-- Dataset records --
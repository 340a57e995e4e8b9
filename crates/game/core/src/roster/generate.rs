//! Level derivation and stat scaling for spawned monsters.
//!
//! # Formula
//!
//! ```text
//! lo, hi      = max(map.min, def.level - spread), min(map.max, def.level + spread)
//! base_level  = uniform[lo, hi]            (def.level clamped to the map if lo > hi)
//! level       = clamp(base_level ± jitter, map.min, map.max)
//! growth      = 1 + (level - def.level) * level_scaling_percent / 100   (>= 0.1)
//! max_hp      = max(1, def.hp      * growth * monster_hp)
//! attack      = max(1, def.attack  * growth * monster_damage)
//! defense     =        def.defense * growth * monster_hp
//! experience  = max(1, def.experience * growth)
//! ```
//!
//! Experience is not scaled by the difficulty `reward` multiplier here; that
//! happens once, when kills are settled.

use crate::config::CombatConfig;
use crate::env::{DifficultyMultipliers, MapDefinition, MonsterDefinition, RandomSource};
use crate::state::MonsterInstance;

const MIN_GROWTH: f64 = 0.1;

pub(crate) fn base_level(
    definition: &MonsterDefinition,
    map: &MapDefinition,
    config: &CombatConfig,
    rng: &mut impl RandomSource,
) -> u32 {
    let (map_min, map_max) = map.level_bounds();
    let lo = definition.level.saturating_sub(config.level_spread).max(map_min);
    let hi = definition.level.saturating_add(config.level_spread).min(map_max);

    if lo > hi {
        return definition.level.clamp(map_min, map_max);
    }
    rng.range(lo as i64, hi as i64) as u32
}

pub(crate) fn jitter_level(
    base: u32,
    map: &MapDefinition,
    config: &CombatConfig,
    rng: &mut impl RandomSource,
) -> u32 {
    let (map_min, map_max) = map.level_bounds();
    let jitter = config.level_jitter as i64;
    let level = base as i64 + rng.range(-jitter, jitter);
    (level.max(0) as u32).clamp(map_min, map_max)
}

fn growth(definition: &MonsterDefinition, level: u32, config: &CombatConfig) -> f64 {
    let delta = level as f64 - definition.level as f64;
    (1.0 + delta * config.level_scaling_percent as f64 / 100.0).max(MIN_GROWTH)
}

fn scale(base: u32, factor: f64) -> u32 {
    (base as f64 * factor).floor().max(0.0) as u32
}

/// Builds a full-HP instance of `definition` at `level`.
pub(crate) fn spawn_instance(
    definition: &MonsterDefinition,
    level: u32,
    position: usize,
    multipliers: DifficultyMultipliers,
    config: &CombatConfig,
    is_new: bool,
) -> MonsterInstance {
    let growth = growth(definition, level, config);
    let max_hp = scale(definition.hp, growth * multipliers.monster_hp).max(1);

    MonsterInstance {
        definition_id: definition.id,
        name: definition.name.clone(),
        kind: definition.kind.clone(),
        level,
        hp: max_hp,
        max_hp,
        attack: scale(definition.attack, growth * multipliers.monster_damage).max(1),
        defense: scale(definition.defense, growth * multipliers.monster_hp),
        experience_reward: scale(definition.experience, growth).max(1),
        position: position as u8,
        is_new,
    }
}

#[cfg(test)]
mod tests {
    use super::*;
    use crate::env::ScriptedRolls;
    use crate::env::fixtures::{meadow, rat};

    #[test]
    fn base_level_stays_within_spread_and_map() {
        let mut map = meadow();
        map.min_level = 4;
        map.max_level = 6;
        let config = CombatConfig::new();

        // rat level 5, spread 3 → [2, 8] ∩ [4, 6] = [4, 6]
        let mut rolls = ScriptedRolls::new([0, 1, 2, 3]);
        let levels: Vec<u32> = (0..4)
            .map(|_| base_level(&rat(), &map, &config, &mut rolls))
            .collect();
        assert_eq!(levels, vec![4, 5, 6, 4]);
    }

    #[test]
    fn base_level_clamps_definition_outside_map() {
        let mut map = meadow();
        map.min_level = 20;
        map.max_level = 30;
        let config = CombatConfig::new();

        let mut rolls = ScriptedRolls::new([]);
        assert_eq!(base_level(&rat(), &map, &config, &mut rolls), 20);
    }

    #[test]
    fn jitter_is_bounded_by_map() {
        let map = meadow();
        let config = CombatConfig::new();

        // range(-1, 1): roll 0 → -1, roll 2 → +1
        let mut rolls = ScriptedRolls::new([0, 2]);
        assert_eq!(jitter_level(1, &map, &config, &mut rolls), 1);
        assert_eq!(jitter_level(10, &map, &config, &mut rolls), 10);
    }

    #[test]
    fn low_levels_never_drop_below_one_hp() {
        let mut config = CombatConfig::new();
        config.level_scaling_percent = 100;

        let monster = spawn_instance(&rat(), 1, 0, DifficultyMultipliers::NEUTRAL, &config, true);
        assert_eq!(monster.max_hp, 10);
        assert!(monster.attack >= 1);
        assert!(monster.is_new);
    }

    #[test]
    fn stats_scale_with_level_and_difficulty() {
        let config = CombatConfig::new();
        let multipliers = DifficultyMultipliers {
            monster_hp: 2.0,
            monster_damage: 1.5,
            reward: 3.0,
        };

        // level 10 vs definition 5 → growth 1.5
        let monster = spawn_instance(&rat(), 10, 2, multipliers, &config, false);
        assert_eq!(monster.max_hp, 300);
        assert_eq!(monster.hp, monster.max_hp);
        assert_eq!(monster.attack, 45);
        assert_eq!(monster.defense, 30);
        assert_eq!(monster.experience_reward, 45);
        assert_eq!(monster.position, 2);
    }
}
//! Read-only views of collaborator data consumed by a round.

use crate::env::{DifficultyTier, SkillDefinition};
use crate::state::{CharacterId, ItemId, SkillId};

/// Combat-relevant character stats, read once per round.
#[derive(Clone, Debug, PartialEq)]
#[cfg_attr(feature = "serde", derive(serde::Serialize, serde::Deserialize))]
pub struct CharacterStats {
    pub id: CharacterId,
    pub attack: u32,
    pub defense: u32,
    /// Crit probability in `[0, 1]`.
    pub crit_rate: f64,
    /// Multiplier applied to a critical basic attack (e.g. `1.5`).
    pub crit_damage: f64,
    pub max_hp: u32,
    pub max_mana: u32,
    pub currency: u64,
    pub experience: u64,
    pub difficulty: DifficultyTier,
}

/// A skill the character has learned; only active skills can be cast.
#[derive(Clone, Debug, PartialEq, Eq)]
#[cfg_attr(feature = "serde", derive(serde::Serialize, serde::Deserialize))]
pub struct LearnedSkill {
    pub skill: SkillDefinition,
    pub active: bool,
}

impl LearnedSkill {
    pub fn id(&self) -> SkillId {
        self.skill.id
    }
}

/// Potion sub-type, matched against the resource being restored.
#[derive(
    Clone,
    Copy,
    Debug,
    PartialEq,
    Eq,
    Hash,
    PartialOrd,
    Ord,
    strum::Display,
    strum::EnumString,
    strum::AsRefStr,
)]
#[cfg_attr(feature = "serde", derive(serde::Serialize, serde::Deserialize))]
#[cfg_attr(feature = "serde", serde(rename_all = "snake_case"))]
#[strum(serialize_all = "snake_case", ascii_case_insensitive)]
pub enum PotionKind {
    Hp,
    Mp,
}

/// An inventory stack of identical potions.
#[derive(Clone, Debug, PartialEq, Eq)]
#[cfg_attr(feature = "serde", derive(serde::Serialize, serde::Deserialize))]
pub struct PotionStack {
    pub item_id: ItemId,
    pub name: String,
    pub kind: PotionKind,
    pub restore: u32,
    pub quantity: u32,
}

/// Character preferences for automatic potion use.
///
/// Thresholds are percentages of the maximum; they are clamped to `[1, 100]`
/// when read.
#[derive(Clone, Copy, Debug, PartialEq, Eq)]
#[cfg_attr(feature = "serde", derive(serde::Serialize, serde::Deserialize))]
pub struct AutoPotionSettings {
    pub hp_enabled: bool,
    pub hp_threshold: u8,
    pub mana_enabled: bool,
    pub mana_threshold: u8,
}

impl AutoPotionSettings {
    pub const DEFAULT_THRESHOLD: u8 = 30;

    pub fn disabled() -> Self {
        Self {
            hp_enabled: false,
            hp_threshold: Self::DEFAULT_THRESHOLD,
            mana_enabled: false,
            mana_threshold: Self::DEFAULT_THRESHOLD,
        }
    }

    pub fn threshold(&self, kind: PotionKind) -> u8 {
        let raw = match kind {
            PotionKind::Hp => self.hp_threshold,
            PotionKind::Mp => self.mana_threshold,
        };
        raw.clamp(1, 100)
    }

    pub fn enabled(&self, kind: PotionKind) -> bool {
        match kind {
            PotionKind::Hp => self.hp_enabled,
            PotionKind::Mp => self.mana_enabled,
        }
    }
}

impl Default for AutoPotionSettings {
    fn default() -> Self {
        Self::disabled()
    }
}
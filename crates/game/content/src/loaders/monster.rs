//! Monster catalog loader.

use std::path::Path;

use combat_core::MonsterDefinition;

use crate::loaders::{LoadResult, ensure_unique, read_file};

/// Loader for the monster catalog from RON files.
///
/// RON format: `Vec<MonsterDefinition>`
pub struct MonsterLoader;

impl MonsterLoader {
    pub fn load(path: &Path) -> LoadResult<Vec<MonsterDefinition>> {
        let content = read_file(path)?;
        Self::parse(&content)
    }

    pub fn parse(content: &str) -> LoadResult<Vec<MonsterDefinition>> {
        let monsters: Vec<MonsterDefinition> = ron::from_str(content)
            .map_err(|e| anyhow::anyhow!("Failed to parse monster catalog RON: {}", e))?;

        ensure_unique("monster", &monsters, |m| m.id)?;
        for monster in &monsters {
            if monster.level == 0 || monster.hp == 0 {
                anyhow::bail!(
                    "Monster '{}' ({}) needs a positive level and hp",
                    monster.name,
                    monster.id
                );
            }
            let over = monster
                .drops
                .as_ref()
                .is_some_and(|d| d.item_chance > 100 || d.copper_chance > 100);
            if over {
                anyhow::bail!("Monster '{}' has a drop chance above 100", monster.name);
            }
        }
        Ok(monsters)
    }
}

#[cfg(test)]
mod tests {
    use super::*;

    #[test]
    fn parses_definition_without_drops() {
        let monsters = MonsterLoader::parse(
            r#"[(
                id: 3,
                name: "Bat",
                kind: "beast",
                level: 2,
                hp: 30,
                attack: 6,
                defense: 2,
                experience: 8,
            )]"#,
        )
        .unwrap();

        assert_eq!(monsters.len(), 1);
        assert!(monsters[0].drops.is_none());
    }

    #[test]
    fn duplicate_ids_are_rejected() {
        let bat = r#"(id: 3, name: "Bat", kind: "beast", level: 2, hp: 30, attack: 6, defense: 2, experience: 8)"#;
        let err = MonsterLoader::parse(&format!("[{bat}, {bat}]")).unwrap_err();
        assert!(err.to_string().contains("Duplicate"));
    }
}
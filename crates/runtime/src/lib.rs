//! Combat runtime orchestrating rounds over `combat-core`.
//!
//! Modules:
//! - [`api`]: Public façade (`CombatHandle`) and error types
//! - [`orchestrator`]: Per-character round transaction (read, resolve, commit, publish)
//! - [`workers`]: Repeating round tickers
//! - [`events`]: Topic-based event bus
//! - [`repository`]: Character, inventory, session and log persistence
//! - [`oracle`]: Content oracles built from `combat-content` catalogs
//! - [`clock`]: Wall-clock sources
pub mod api;
pub mod clock;
pub mod events;
pub mod oracle;
pub mod orchestrator;
pub mod repository;
pub mod workers;

mod runtime;

pub use api::{CombatHandle, Result, RuntimeError};
pub use clock::{Clock, ManualClock, SystemClock};
pub use events::{
    CharacterSnapshot, DefeatEvent, Event, EventBus, LifecycleEvent, MonsterView, RoundEvent, Topic,
};
pub use oracle::{
    MapOracleImpl, MonsterOracleImpl, OracleManager, SkillOracleImpl, TablesOracleImpl,
};
pub use orchestrator::{CombatOrchestrator, CombatStatus, RoundOutcome, RoundReport};
pub use repository::{
    CharacterRecord, CombatLog, CombatLogEntry, CombatStore, FileCombatStore,
    InMemoryCombatStore, InventoryItem, ItemKind, KnownSkill, LogId, LogKind, RepositoryError,
};
pub use runtime::{Runtime, RuntimeBuilder, RuntimeConfig, default_store_dir};
pub use workers::RoundScheduler;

-- What you are asked to do --
The lines you need are those containing "SkillId"; find them in the records and copy them.

-- Answer to this problem --
use crate::state::{CharacterId, ItemId, SkillId};
    pub fn id(&self) -> SkillId {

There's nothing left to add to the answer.